──────── Data excerpts

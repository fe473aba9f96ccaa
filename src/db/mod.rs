//! Database access: connection pooling and schema introspection.

pub mod introspection;
pub mod pool;

pub use introspection::{SchemaIntrospector, SchemaLoader};
pub use pool::ConnectionManager;
//! SQL security validation.
//!
//! Every generated statement is parsed with the PostgreSQL dialect and policy
//! checked before it can reach a connection: single statement only, SELECT
//! (or WITH ... SELECT) shape, no blocked functions, no blocked tables, and
//! optionally a table allow-list. The validator holds no mutable state, so
//! one instance is shared by all in-flight requests.

use std::collections::HashSet;
use std::ops::ControlFlow;

use sqlparser::ast::{Expr, ObjectName, Query, SetExpr, Statement, Visit, Visitor};
use sqlparser::dialect::PostgreSqlDialect;
use sqlparser::parser::Parser;

use crate::config::SecurityConfig;
use crate::error::{GatewayError, GatewayResult};
use crate::models::ValidationResult;

/// Stateless policy validator for generated SQL.
#[derive(Debug, Clone)]
pub struct SqlValidator {
    config: SecurityConfig,
    blocked_functions: HashSet<String>,
    blocked_tables: HashSet<String>,
    /// Instance-level allow-list override; falls back to the config's list.
    allowed_tables: Option<HashSet<String>>,
}

impl SqlValidator {
    pub fn new(config: SecurityConfig) -> Self {
        let blocked_functions = config
            .blocked_functions
            .iter()
            .map(|f| f.to_lowercase())
            .collect();
        let blocked_tables = config
            .blocked_tables
            .iter()
            .map(|t| t.to_lowercase())
            .collect();
        let allowed_tables = config
            .allowed_tables
            .as_ref()
            .map(|tables| tables.iter().map(|t| t.to_lowercase()).collect());
        Self {
            config,
            blocked_functions,
            blocked_tables,
            allowed_tables,
        }
    }

    /// A validator scoped to a narrower table allow-list than the config's.
    #[must_use]
    pub fn with_allowed_tables(mut self, tables: &[String]) -> Self {
        self.allowed_tables = Some(tables.iter().map(|t| t.to_lowercase()).collect());
        self
    }

    /// Validates without raising; the result carries the rejection reason.
    pub fn validate(&self, sql: &str) -> (bool, ValidationResult) {
        let (result, _) = self.analyze(sql);
        (result.is_valid, result)
    }

    /// Validates and returns the typed error on rejection.
    pub fn validate_or_raise(&self, sql: &str) -> GatewayResult<ValidationResult> {
        let (result, error) = self.analyze(sql);
        match error {
            Some(err) => Err(err),
            None => Ok(result),
        }
    }

    fn analyze(&self, sql: &str) -> (ValidationResult, Option<GatewayError>) {
        let statements = match Parser::parse_sql(&PostgreSqlDialect {}, sql) {
            Ok(statements) => statements,
            Err(err) => {
                return rejected(
                    GatewayError::sql_parse_error(format!("Failed to parse SQL: {err}")),
                    false,
                    false,
                    Vec::new(),
                );
            }
        };

        let statement = match statements.as_slice() {
            [] => {
                return rejected(
                    GatewayError::sql_parse_error("No SQL statement found"),
                    false,
                    false,
                    Vec::new(),
                );
            }
            [single] => single,
            _ => {
                return rejected(
                    GatewayError::security_violation("Multiple statements are not allowed")
                        .with_detail("statement_count", statements.len()),
                    false,
                    false,
                    Vec::new(),
                );
            }
        };

        // Statement shape policy first, then the content checks (blocked
        // functions, table allow-list) over the whole tree.
        let shape = match self.check_statement_shape(statement) {
            Ok(shape) => shape,
            Err(err) => return rejected(err, false, false, Vec::new()),
        };

        let mut walker = StatementWalker::new(&self.blocked_functions);
        let _: ControlFlow<()> = statement.visit(&mut walker);

        if !walker.used_blocked.is_empty() {
            let names = walker.used_blocked.join(", ");
            let err = GatewayError::security_violation(format!(
                "Query uses blocked functions: {names}"
            ))
            .with_detail("functions", walker.used_blocked.clone());
            return rejected(err, shape.is_select, shape.allows_data_modification, walker.used_blocked);
        }

        // The block-list applies even when no allow-list is configured.
        for table in walker.referenced_tables(|t| self.blocked_tables.contains(t)) {
            let err = GatewayError::security_violation(format!("Table '{table}' is blocked"))
                .with_detail("table", table);
            return rejected(err, shape.is_select, shape.allows_data_modification, Vec::new());
        }

        if let Some(allowed) = self.effective_allowed_tables() {
            for table in walker.referenced_tables(|t| !allowed.contains(t)) {
                let err = GatewayError::security_violation(format!(
                    "Table '{table}' is not in the allowed list"
                ))
                .with_detail("table", table);
                return rejected(err, shape.is_select, shape.allows_data_modification, Vec::new());
            }
        }

        (
            ValidationResult {
                is_valid: true,
                is_select: shape.is_select,
                allows_data_modification: shape.allows_data_modification,
                used_blocked_functions: Vec::new(),
                error: None,
            },
            None,
        )
    }

    fn effective_allowed_tables(&self) -> Option<&HashSet<String>> {
        self.allowed_tables.as_ref()
    }

    fn check_statement_shape(&self, statement: &Statement) -> Result<StatementShape, GatewayError> {
        match statement {
            Statement::Query(query) => {
                if query_is_select(query) {
                    Ok(StatementShape::select())
                } else {
                    // Non-SELECT query bodies (VALUES lists, DML in CTEs) get
                    // the same kind-naming rejection as other statements.
                    let kind = statement_kind(statement);
                    Err(GatewayError::security_violation(format!(
                        "{kind} statements are not allowed"
                    ))
                    .with_detail("statement_kind", kind))
                }
            }
            Statement::Explain { statement, .. } => {
                if !self.config.allow_explain {
                    return Err(GatewayError::security_violation(
                        "EXPLAIN statements are not allowed",
                    ));
                }
                // The explained statement must itself pass the shape policy.
                self.check_statement_shape(statement)
            }
            Statement::Insert { .. } | Statement::Update { .. } | Statement::Delete { .. } => {
                let kind = statement_kind(statement);
                if self.config.allow_write_operations {
                    Ok(StatementShape::write())
                } else {
                    Err(GatewayError::security_violation(format!(
                        "{kind} statements are not allowed"
                    ))
                    .with_detail("statement_kind", kind))
                }
            }
            other => {
                let kind = statement_kind(other);
                Err(GatewayError::security_violation(format!(
                    "{kind} statements are not allowed"
                ))
                .with_detail("statement_kind", kind))
            }
        }
    }
}

#[derive(Debug, Clone, Copy)]
struct StatementShape {
    is_select: bool,
    allows_data_modification: bool,
}

impl StatementShape {
    fn select() -> Self {
        Self {
            is_select: true,
            allows_data_modification: false,
        }
    }

    fn write() -> Self {
        Self {
            is_select: false,
            allows_data_modification: true,
        }
    }
}

fn rejected(
    error: GatewayError,
    is_select: bool,
    allows_data_modification: bool,
    used_blocked_functions: Vec<String>,
) -> (ValidationResult, Option<GatewayError>) {
    (
        ValidationResult {
            is_valid: false,
            is_select,
            allows_data_modification,
            used_blocked_functions,
            error: Some(error.message.clone()),
        },
        Some(error),
    )
}

/// True when every leaf of the query's set-expression tree is a SELECT,
/// including inside CTEs. Set operations (UNION etc.) over SELECTs pass;
/// VALUES lists and DML-returning bodies do not.
fn query_is_select(query: &Query) -> bool {
    if let Some(with) = &query.with {
        if !with.cte_tables.iter().all(|cte| query_is_select(&cte.query)) {
            return false;
        }
    }
    body_is_select(&query.body)
}

fn body_is_select(body: &SetExpr) -> bool {
    match body {
        SetExpr::Select(_) => true,
        SetExpr::Query(inner) => query_is_select(inner),
        SetExpr::SetOperation { left, right, .. } => body_is_select(left) && body_is_select(right),
        _ => false,
    }
}

/// First keyword of the rendered statement, e.g. `CREATE` for any DDL form.
fn statement_kind(statement: &Statement) -> String {
    statement
        .to_string()
        .split_whitespace()
        .next()
        .unwrap_or("UNKNOWN")
        .to_uppercase()
}

/// One-pass AST walk collecting referenced tables, CTE names, and blocked
/// function usage.
struct StatementWalker<'a> {
    blocked: &'a HashSet<String>,
    used_blocked: Vec<String>,
    relations: Vec<String>,
    cte_names: HashSet<String>,
}

impl<'a> StatementWalker<'a> {
    fn new(blocked: &'a HashSet<String>) -> Self {
        Self {
            blocked,
            used_blocked: Vec::new(),
            relations: Vec::new(),
            cte_names: HashSet::new(),
        }
    }

    fn record_blocked(&mut self, name: &str) {
        if self.blocked.contains(name) && !self.used_blocked.iter().any(|u| u == name) {
            self.used_blocked.push(name.to_string());
        }
    }

    /// Referenced table names (lowercased, CTE names excluded) matching the
    /// predicate, in first-reference order.
    fn referenced_tables(&self, predicate: impl Fn(&str) -> bool) -> Vec<String> {
        let mut seen = HashSet::new();
        self.relations
            .iter()
            .filter(|name| !self.cte_names.contains(*name))
            .filter(|name| predicate(name))
            .filter(|name| seen.insert((*name).clone()))
            .cloned()
            .collect()
    }
}

impl Visitor for StatementWalker<'_> {
    type Break = ();

    fn pre_visit_query(&mut self, query: &Query) -> ControlFlow<Self::Break> {
        if let Some(with) = &query.with {
            for cte in &with.cte_tables {
                self.cte_names.insert(cte.alias.name.value.to_lowercase());
            }
        }
        ControlFlow::Continue(())
    }

    fn pre_visit_relation(&mut self, relation: &ObjectName) -> ControlFlow<Self::Break> {
        if let Some(ident) = relation.0.last() {
            let name = ident.value.to_lowercase();
            // Set-returning blocked functions can appear in FROM position.
            self.record_blocked(&name);
            self.relations.push(name);
        }
        ControlFlow::Continue(())
    }

    fn pre_visit_expr(&mut self, expr: &Expr) -> ControlFlow<Self::Break> {
        if let Expr::Function(function) = expr {
            if let Some(ident) = function.name.0.last() {
                let name = ident.value.to_lowercase();
                self.record_blocked(&name);
            }
        }
        ControlFlow::Continue(())
    }
}
use criterion::{black_box, criterion_group, criterion_main, BenchmarkId, Criterion, Throughput};
use strided_interleave::{interleave_subarrays, StridedArray};

// Construction cost: validation, broadcasting and index-state setup for a
// tiny pair of inputs.
fn bench_construct(c: &mut Criterion) {
    let x = StridedArray::<f64>::from_fn_row_major(&[1, 1, 4], |idx| idx[2] as f64);
    let views = [x.view(), x.view()];
    c.bench_function("construct", |b| {
        b.iter(|| interleave_subarrays(black_box(&views), 2).map(|it| it.len()))
    });
}

// Per-pull cost over a tall `[n, 1, 1]` stack.
fn bench_iteration(c: &mut Criterion) {
    let mut group = c.benchmark_group("iteration");
    for n in [1_000usize, 100_000] {
        group.throughput(Throughput::Elements(2 * n as u64));
        let x = StridedArray::<f64>::from_fn_row_major(&[n, 1, 1], |idx| idx[0] as f64);
        let views = [x.view(), x.view()];

        group.bench_with_input(BenchmarkId::new("pull", n), &n, |b, _| {
            b.iter(|| {
                let it = match interleave_subarrays(&views, 2) {
                    Ok(it) => it,
                    Err(err) => panic!("construction failed: {err}"),
                };
                it.map(|v| v.get(&[0, 0])).sum::<f64>()
            })
        });

        group.bench_with_input(BenchmarkId::new("broadcast", n), &n, |b, _| {
            let y = StridedArray::<f64>::row_major(&[1, 1]);
            let mixed = [x.view(), y.view()];
            b.iter(|| {
                let it = match interleave_subarrays(&mixed, 2) {
                    Ok(it) => it,
                    Err(err) => panic!("construction failed: {err}"),
                };
                it.count()
            })
        });
    }
    group.finish();
}

criterion_group!(benches, bench_construct, bench_iteration);
criterion_main!(benches);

────────────────

**Your assignment**: What is needed here is how many lines of the entries contain "BenchmarkId"; give that number alone.

**Final answer**: 3